Air quality also plunged in several regions worst hit by fire-induced haze, including Libo village in the Riau capital of Pekanbaru, where the Pollutant Standard Index reached 399, above the minimum hazardous level of 300.

Air quality is considered “good” for a PSI reading of between 0 and 50, “moderate” for PSI between 51-100, “unhealthy” for 101-200, “very unhealthy” for 201-300 and “dangerous” for a PSI more than 300.

“In Rumbai, the index reached 251; in Minas it was 176; in Duri the index was 136; in Dumai 148…” Sutopo said, citing PSI indices in a number of regions in Riau.

The Balikpapan Health Office, meanwhile, reported that more than 2,000 people had been diagnosed with upper-respiratory tract infections due to the haze. By comparison 1,300 people were recorded with the same diagnosis in September.

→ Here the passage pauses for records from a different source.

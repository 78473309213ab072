use std::sync::Arc;

use actix_web::{middleware::Logger, web, App, HttpServer};
use thiserror::Error;

use cardrail_domain::config::{ApiConfig, ChainConfig, CollaboratorConfig, ConfigError, GateConfig};
use cardrail_domain::telemetry::{init_telemetry, TelemetryConfig, TelemetryError};
use cardrail_fulfillment::{
    FulfillmentOrchestrator, HttpEmailDispatcher, HttpVaultClient, Vault,
};
use cardrail_storage::SeaOrmStorage;
use cardrail_verifier::{BlockchainVerifier, HttpLedgerClient};

use crate::{
    gate::RequestGate,
    handlers::{metrics_handler, record_payment_handler},
    state::AppState,
};

pub async fn run() -> Result<(), BootstrapError> {
    let config = ApiConfig::load_from_env()?;
    let telemetry_config = TelemetryConfig::from_env("API");
    let telemetry = init_telemetry(&telemetry_config)?;

    let chain_config = ChainConfig::load_from_env()?;
    let collaborator_config = CollaboratorConfig::load_from_env()?;
    let gate_config = GateConfig::load_from_env()?;

    let storage = SeaOrmStorage::connect(config.database_url()).await?;

    let ledger = HttpLedgerClient::new(&chain_config)
        .map_err(|err| BootstrapError::Collaborator(err.to_string()))?;
    let verifier = BlockchainVerifier::new(Arc::new(ledger), chain_config.clone());
    let vault: Arc<dyn Vault> = Arc::new(
        HttpVaultClient::new(&collaborator_config)
            .map_err(|err| BootstrapError::Collaborator(err.to_string()))?,
    );
    let mailer = Arc::new(
        HttpEmailDispatcher::new(&collaborator_config)
            .map_err(|err| BootstrapError::Collaborator(err.to_string()))?,
    );
    let orchestrator = FulfillmentOrchestrator::new(
        storage,
        verifier,
        vault,
        mailer,
        chain_config,
    );

    let state = AppState::new(
        Arc::new(orchestrator),
        Arc::new(RequestGate::new(gate_config)),
        telemetry,
    );

    // Metrics stay off the public listener whenever an internal one exists.
    let include_metrics_on_public = !config.has_internal_listener();

    let public_state = state.clone();
    let public_server = HttpServer::new(move || {
        let mut app = App::new()
            .app_data(web::Data::new(public_state.clone()))
            .wrap(Logger::default())
            .route("/api/v1/payments", web::post().to(record_payment_handler));

        if include_metrics_on_public {
            app = app.route("/metrics", web::get().to(metrics_handler));
        }

        app
    })
    .bind(config.api_bind_address())?
    .run();

    let internal_server = match config.internal_bind_address() {
        Some(addr) => {
            let internal_state = state.clone();
            Some(
                HttpServer::new(move || {
                    App::new()
                        .app_data(web::Data::new(internal_state.clone()))
                        .wrap(Logger::default())
                        .route("/metrics", web::get().to(metrics_handler))
                })
                .bind(addr)?
                .run(),
            )
        }
        None => None,
    };

    if let Some(internal) = internal_server {
        tokio::try_join!(public_server, internal)?;
    } else {
        public_server.await?;
    }

    Ok(())
}

#[derive(Debug, Error)]
pub enum BootstrapError {
    #[error("config error: {0}")]
    Config(#[from] ConfigError),
    #[error("telemetry error: {0}")]
    Telemetry(#[from] TelemetryError),
    #[error("storage error: {0}")]
    Storage(#[from] cardrail_domain::storage::StorageError),
    #[error("collaborator setup failed: {0}")]
    Collaborator(String),
    #[error(transparent)]
    Io(#[from] std::io::Error),
}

Sutopo said his office was working with local authorities on various fire-fighting efforts, including on the ground and through aerial water drops.

The haze problem has re-emerged just six months after the Riau provincial administration lifted the emergency status imposed after last year’s haze, which was one of the worst cases in the country in decades. The fires, burning more frequently, are attributed largely to the slash-and-burn clearing of forests by farmers to open up land for oil palm plantations.

Authorities in Kalimantan, which has not been as badly hit as Sumatra, have also blamed plantation companies for the fires. A spokesman for the East Kalimantan Police said police were investigating the fires.